Mechanical simulation study of postoperative displacement of trochanteric fractures using the finite element method

Journal of Orthopaedic Surgery and Research201813:300

https://doi.org/10.1186/s13018-018-1011-y

  • Received: 13 September 2018
  • Accepted: 19 November 2018
  • Published:

Abstract

Background

Femoral trochanteric fractures are common among older adults. In the reduction of trochanteric fractures, acquiring the support of the anterior cortex at the fracture site on lateral view immediately after surgery is important. However, even if the cortical support is acquired, postoperative displacement due to the loss of this support often occurs. This study aimed to investigate local stress distribution in several trochanteric fracture models and to evaluate risk factors for postoperative displacement using the finite element (FE) method.

Methods

Displaced two-fragment fracture models with an angulation deformity at the fracture site and a non-displaced two-fragment fracture model were constructed. The models with an angulation deformity were of two types, one with the proximal fragment directed backward (type A) and the other with the proximal fragment rotated forward from the femoral neck axis (type B). Thereafter, FE models of the femur and a sliding hip screw mounted on a 135° three-hole side-plate were constructed. A 2010-N load was applied to the femoral head, and a 1086-N load was applied to the greater trochanter. Under this condition, the maximum value of the von Mises stress distribution and the amount of displacement of the femoral head vertex in the distal direction were investigated.

Results

A larger maximum stress value at the medial femoral neck cortex and a higher amount of displacement in the distal direction were particularly recognized in type A models. These results indicate that microstructural damage was larger in type A models and that type A fracture alignment may be particularly related to fracture collapse and subsequent postoperative displacement.

Conclusion

Even if support of the anterior cortex at the fracture site on lateral view is acquired immediately after surgery, caution is necessary for cases in which the proximal fragment is directed backward in the postoperative displacement from the viewpoint of the biomechanics of the FE method.

Keywords

  • Finite element method
  • Trochanteric fracture
  • Sliding hip screw
  • Angulation deformity
  • Postoperative displacement

Background

Femoral trochanteric fractures are common among older adults. These fractures are closely related to osteoporosis due to aging and can become a serious public health challenge with the trend of population senility worldwide [1]. Early rigid fixation is necessary for femoral trochanteric fractures, and patients should participate in rehabilitation as soon as possible to reduce the complications associated with long-term immobilization [2].

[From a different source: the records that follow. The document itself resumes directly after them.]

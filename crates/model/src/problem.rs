//! Deployment problems and warnings.
//!
//! Problems are fatal to the component's module; warnings describe degraded but
//! deliberate fallbacks (placeholder connectors, default role links, synthesized
//! containers) that let incremental deployments proceed.

use std::path::PathBuf;

use crate::{CmpVersion, ComponentKind, ContainerType, InterfaceKind, LifecycleEvent, MethodSignature};

/// What went wrong, with enough detail to fix the descriptor.
#[derive(Debug, Clone, PartialEq, Eq, thiserror::Error)]
pub enum ProblemKind {
	#[error("class '{class}' not found")]
	ClassNotFound { class: String },

	#[error("invalid descriptor: {reason}")]
	InvalidDescriptor { reason: String },

	#[error("component name '{name}' is declared more than once in this module")]
	DuplicateComponentName { name: String },

	#[error("no component kind declared (add a kind to the descriptor or annotate the class)")]
	MissingKind,

	#[error("no implementation class declared")]
	MissingImplementationClass,

	#[error("{kind} components cannot declare a {slot} interface")]
	IllegalInterface { kind: ComponentKind, slot: InterfaceKind },

	#[error(
		"{context} names unknown component '{name}'{}",
		.suggestion.as_ref().map(|s| format!(" (did you mean '{s}'?)")).unwrap_or_default()
	)]
	UnknownComponent {
		context: String,
		name: String,
		suggestion: Option<String>,
	},

	#[error("interceptor class '{class}' is not declared or scanned in this module")]
	UnknownInterceptor { class: String },

	#[error("deployment id '{deployment_id}' is claimed by both {} and {}", .first_module.display(), .second_module.display())]
	DuplicateDeploymentId {
		deployment_id: String,
		first_module: PathBuf,
		second_module: PathBuf,
	},

	#[error("container '{container_id}' is not declared")]
	UnknownContainer { container_id: String },

	#[error("container '{container_id}' is a {actual} container but {kind} components need a {required} container")]
	ContainerTypeMismatch {
		container_id: String,
		kind: ComponentKind,
		actual: ContainerType,
		required: ContainerType,
	},

	#[error("no {required} container is declared and container auto-creation is disabled")]
	NoContainer { required: ContainerType },

	#[error("resource-ref '{reference}' links to unknown connector '{connector_id}'")]
	UnknownConnector { reference: String, connector_id: String },

	#[error("resource-ref '{reference}' has no link and no connector is available")]
	NoConnector { reference: String },

	#[error("resource-ref '{reference}' has no link and matches several connectors: {}", .candidates.join(", "))]
	AmbiguousConnector { reference: String, candidates: Vec<String> },

	#[error(
		"ejb-ref '{reference}' targets '{target}' but no such component is deployed{}",
		.suggestion.as_ref().map(|s| format!(" (did you mean '{s}'?)")).unwrap_or_default()
	)]
	UnresolvedEjbRef {
		reference: String,
		target: String,
		suggestion: Option<String>,
	},

	#[error("ejb-ref '{reference}' targets '{target}', which matches several components: {}", .candidates.join(", "))]
	AmbiguousEjbRef {
		reference: String,
		target: String,
		candidates: Vec<String>,
	},

	#[error("ejb-ref '{reference}' needs a {interface} interface but '{target}' does not expose one")]
	IncompatibleEjbRef {
		reference: String,
		target: String,
		interface: InterfaceKind,
	},

	#[error("security-role-ref '{reference}' links to undeclared role '{role}'")]
	UnknownRole { reference: String, role: String },

	#[error("{interface_class}.{method} has no implementation: expected {expected} on the bean class")]
	MissingImplementation {
		interface_class: String,
		method: MethodSignature,
		expected: MethodSignature,
	},

	#[error("CMP {version:?} finder {method} has no query and cannot be synthesized")]
	UnresolvableFinder { method: MethodSignature, version: CmpVersion },

	#[error("{event} callback {class}.{method}() does not exist")]
	MissingCallback {
		event: LifecycleEvent,
		class: String,
		method: String,
	},

	#[error("around-invoke method {class}.{method}() does not exist")]
	MissingAroundInvoke { class: String, method: String },

	#[error("cannot bind '{name}': {reason}")]
	JndiBinding { name: String, reason: String },
}

/// One configuration problem, located by module and component.
#[derive(Debug, Clone, PartialEq, Eq, thiserror::Error)]
#[error("{module} ({}){}: {kind}", .path.display(), .component.as_ref().map(|c| format!(", component '{c}'")).unwrap_or_default())]
pub struct Problem {
	pub module: String,
	pub path: PathBuf,
	pub component: Option<String>,
	pub kind: ProblemKind,
}

/// Deployment of one module failed; carries every problem found, not just the first.
#[derive(Debug, Clone, PartialEq, Eq, thiserror::Error)]
#[error(
	"deployment of module '{module}' ({}) failed with {} problem(s):\n{}",
	.path.display(),
	.problems.len(),
	.problems.iter().map(|p| format!("  - {p}")).collect::<Vec<_>>().join("\n")
)]
pub struct DeploymentError {
	pub module: String,
	pub path: PathBuf,
	pub problems: Vec<Problem>,
}

impl DeploymentError {
	/// Returns true if any problem matches `pred`.
	pub fn any(&self, pred: impl Fn(&ProblemKind) -> bool) -> bool {
		self.problems.iter().any(|p| pred(&p.kind))
	}
}

/// A degraded-but-continuing decision taken during deployment.
#[derive(Debug, Clone, PartialEq, Eq)]
pub enum WarningKind {
	/// A link named a missing connector; a placeholder was created and is unlikely to work.
	PlaceholderConnector { reference: String, connector_id: String },
	/// No link and no name match; the only connector of the right type was picked.
	LastResortConnector { reference: String, connector_id: String },
	/// A role ref without link was bound to the default role.
	DefaultRole { reference: String, role: String },
	/// No container of the required type was declared; a default one was synthesized.
	AutoCreatedContainer { container_id: String },
	/// Bean-managed component carried container-transaction entries that were discarded.
	DroppedTransactionEntries { count: usize },
	/// A JNDI name collided inside one component and was disambiguated.
	JndiNameCollision { name: String, fallback: String },
}

impl std::fmt::Display for WarningKind {
	fn fmt(&self, f: &mut std::fmt::Formatter<'_>) -> std::fmt::Result {
		match self {
			Self::PlaceholderConnector { reference, connector_id } => write!(
				f,
				"resource-ref '{reference}' links to missing connector '{connector_id}'; created a placeholder that is unlikely to function"
			),
			Self::LastResortConnector { reference, connector_id } => {
				write!(f, "resource-ref '{reference}' has no link; auto-assigned the only candidate connector '{connector_id}'")
			}
			Self::DefaultRole { reference, role } => {
				write!(f, "security-role-ref '{reference}' has no role-link; linked to default role '{role}'")
			}
			Self::AutoCreatedContainer { container_id } => write!(f, "auto-created container '{container_id}'"),
			Self::DroppedTransactionEntries { count } => {
				write!(f, "ignored {count} container-transaction entries on a bean-managed component")
			}
			Self::JndiNameCollision { name, fallback } => write!(f, "JNDI name '{name}' already used; bound as '{fallback}'"),
		}
	}
}

#[derive(Debug, Clone, PartialEq, Eq)]
pub struct DeploymentWarning {
	pub component: Option<String>,
	pub kind: WarningKind,
}

impl std::fmt::Display for DeploymentWarning {
	fn fmt(&self, f: &mut std::fmt::Formatter<'_>) -> std::fmt::Result {
		match &self.component {
			Some(component) => write!(f, "component '{component}': {}", self.kind),
			None => write!(f, "{}", self.kind),
		}
	}
}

A variety of implants have been used for internal fixation of femoral trochanteric fractures. Recently, plates and sliding screws have been the most commonly used implants for fixation and are currently the gold standard [35]. In our clinical cases, we used a sliding hip screw (SHS) mounted on a 135° three-hole side-plate device. This device was designed in such a way that impaction at the fracture site was controlled by the gliding screw [6], and stable contact at the fracture site was acquired during the postoperative period [7]. Controlled fracture impaction occurs when SHS contributes to axial and torsional stability in addition to sliding capability [8]. Several complications such as fracture collapse, failure of internal fixation, and non-union occur in cases wherein fracture reduction is suboptimal or is not maintained and the sliding effect is not functional [9].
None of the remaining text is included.